Ten-year-old Keeper, born during the Great Depression, earned his name during his near-fatal birth, when his father, Chance, proclaimed, “A chip off the old block, and a keeper for sure!” Keeper is homebound with his mother and blind half brother, Early, but he admires his often absent father, who crisscrosses the country as a salesman. Other family members aren’t as enthusiastic about Chance, however, because they know of his weaknesses for women and alcohol, but Keeper is too young to understand his father’s flaws. Instead, he and his brother cherish the postcards that Chance sends them. Keeper passes the time with a trash-talking tomboy named Jonnie Prettyboy, but when they’re implicated in a fatal crime, they must keep a terrible secret.

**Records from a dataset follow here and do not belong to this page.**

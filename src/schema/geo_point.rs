// Copyright (c) 2025-2026 Adrian Robinson. Licensed under the AGPL-3.0.
// See LICENSE file in the project root for full license text.

//! Geographic point and shape mappers.

use geo::{Geometry, Point};

use super::mapper::{unconvertible, FieldValue, IndexedField, Mapper};
use crate::analysis::Analyzer;
use crate::error::{ConditionError, Result};
use crate::spatial::{check_latitude, check_longitude, SpatialStrategy, StrategyKind, WktShape};
use crate::value::{Row, Value};

/// Default depth of the shape grid.
pub const DEFAULT_MAX_LEVELS: u8 = 11;

/// Point built from a latitude column and a longitude column.
#[derive(Debug, Clone, PartialEq, Eq)]
pub struct GeoPointMapper {
    field: String,
    latitude: String,
    longitude: String,
    max_levels: u8,
}

impl GeoPointMapper {
    pub fn new(
        field: impl Into<String>,
        latitude: impl Into<String>,
        longitude: impl Into<String>,
    ) -> Self {
        Self {
            field: field.into(),
            latitude: latitude.into(),
            longitude: longitude.into(),
            max_levels: DEFAULT_MAX_LEVELS,
        }
    }

    pub fn max_levels(mut self, max_levels: u8) -> Self {
        self.max_levels = max_levels;
        self
    }

    /// Strategy for distance (circle) predicates.
    pub fn distance_strategy(&self) -> SpatialStrategy {
        SpatialStrategy::new(self.field.clone(), StrategyKind::PointVector)
    }

    /// Strategy for bounding-box predicates.
    pub fn bbox_strategy(&self) -> SpatialStrategy {
        SpatialStrategy::new(self.field.clone(), StrategyKind::BBox)
    }

    fn coordinate(&self, name: &str, value: &Value) -> Result<f64> {
        let coordinate = match value {
            Value::Int(n) => *n as f64,
            Value::Float(n) => *n,
            Value::Text(s) => s
                .trim()
                .parse::<f64>()
                .map_err(|_| unconvertible(&self.field, name, value))?,
            other => return Err(unconvertible(&self.field, name, other)),
        };
        if name == "latitude" {
            check_latitude("latitude", coordinate)
        } else {
            check_longitude("longitude", coordinate)
        }
    }
}

impl Mapper for GeoPointMapper {
    fn field(&self) -> &str {
        &self.field
    }

    fn kind(&self) -> &'static str {
        "geo_point"
    }

    fn columns(&self) -> Vec<&str> {
        vec![self.latitude.as_str(), self.longitude.as_str()]
    }

    fn geo_point(&self) -> Option<&GeoPointMapper> {
        Some(self)
    }

    fn shape_strategy(&self) -> Option<SpatialStrategy> {
        Some(SpatialStrategy::new(
            self.field.clone(),
            StrategyKind::PrefixTree {
                max_levels: self.max_levels,
            },
        ))
    }

    fn index(&self, row: &Row, _analyzer: &dyn Analyzer) -> Result<Vec<IndexedField>> {
        let latitude = row.get(&self.latitude).filter(|v| !v.is_null());
        let longitude = row.get(&self.longitude).filter(|v| !v.is_null());

        match (latitude, longitude) {
            (None, None) => Ok(Vec::new()),
            (Some(latitude), Some(longitude)) => {
                let lat = self.coordinate("latitude", latitude)?;
                let lon = self.coordinate("longitude", longitude)?;
                Ok(vec![IndexedField::new(
                    self.field.clone(),
                    FieldValue::Shape(Geometry::Point(Point::new(lon, lat))),
                )])
            }
            (Some(_), None) => Err(ConditionError::invalid(
                "longitude",
                format!("Field '{}' requires column '{}'", self.field, self.longitude),
            )),
            (None, Some(_)) => Err(ConditionError::invalid(
                "latitude",
                format!("Field '{}' requires column '{}'", self.field, self.latitude),
            )),
        }
    }
}

/// Arbitrary shapes stored as WKT text.
#[derive(Debug, Clone, PartialEq, Eq)]
pub struct GeoShapeMapper {
    field: String,
    column: String,
    max_levels: u8,
}

impl GeoShapeMapper {
    pub fn new(field: impl Into<String>) -> Self {
        let field = field.into();
        Self {
            column: field.clone(),
            field,
            max_levels: DEFAULT_MAX_LEVELS,
        }
    }

    pub fn column(mut self, column: impl Into<String>) -> Self {
        self.column = column.into();
        self
    }

    pub fn max_levels(mut self, max_levels: u8) -> Self {
        self.max_levels = max_levels;
        self
    }
}

impl Mapper for GeoShapeMapper {
    fn field(&self) -> &str {
        &self.field
    }

    fn kind(&self) -> &'static str {
        "geo_shape"
    }

    fn columns(&self) -> Vec<&str> {
        vec![self.column.as_str()]
    }

    fn shape_strategy(&self) -> Option<SpatialStrategy> {
        Some(SpatialStrategy::new(
            self.field.clone(),
            StrategyKind::PrefixTree {
                max_levels: self.max_levels,
            },
        ))
    }

    fn index(&self, row: &Row, _analyzer: &dyn Analyzer) -> Result<Vec<IndexedField>> {
        let Some(column) = row.get(&self.column) else {
            return Ok(Vec::new());
        };

        column
            .scalars()
            .into_iter()
            .map(|value| match value {
                Value::Text(wkt) => {
                    let shape = WktShape::parse(wkt)?;
                    Ok(IndexedField::new(
                        self.field.clone(),
                        FieldValue::Shape(shape.geometry().clone()),
                    ))
                }
                other => Err(unconvertible(&self.field, "a WKT shape", other)),
            })
            .collect()
    }
}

As Keeper enters adolescence, he gets an opportunity to travel with Chance, but the father-son road trip slowly spirals toward tragedy. This is a vivid, unflinching account of a World War II–era childhood in which a seemingly close family is torn apart by secret lives and hidden vices. It illuminates how civilians lived their lives as major events, such as the 1941 attack on Pearl Harbor, loomed in the background. Davis’ prose stays true to a young boy’s perspective, and he carefully develops each of his characters. Although some of the characters’ language feels too coarse and current for the 1940s setting at times, Davis manages to re-create the era by using a wide range of historical references, from popular culture to contemporary news events. Hardship lingers everywhere, from Early’s blindness to Keeper’s grandfather’s painkiller addiction, and even Keeper’s strong mother, Alva, seems long-suffering. The novel has its twists and turns, but its finale is genuinely shocking, as it contrasts an adolescent’s triumphant rite of passage with an adult’s self-inflicted defeat.
A carefully crafted family saga, set in an oft-forgotten place and time, that shows how love and loyalty can’t always save a family from disaster.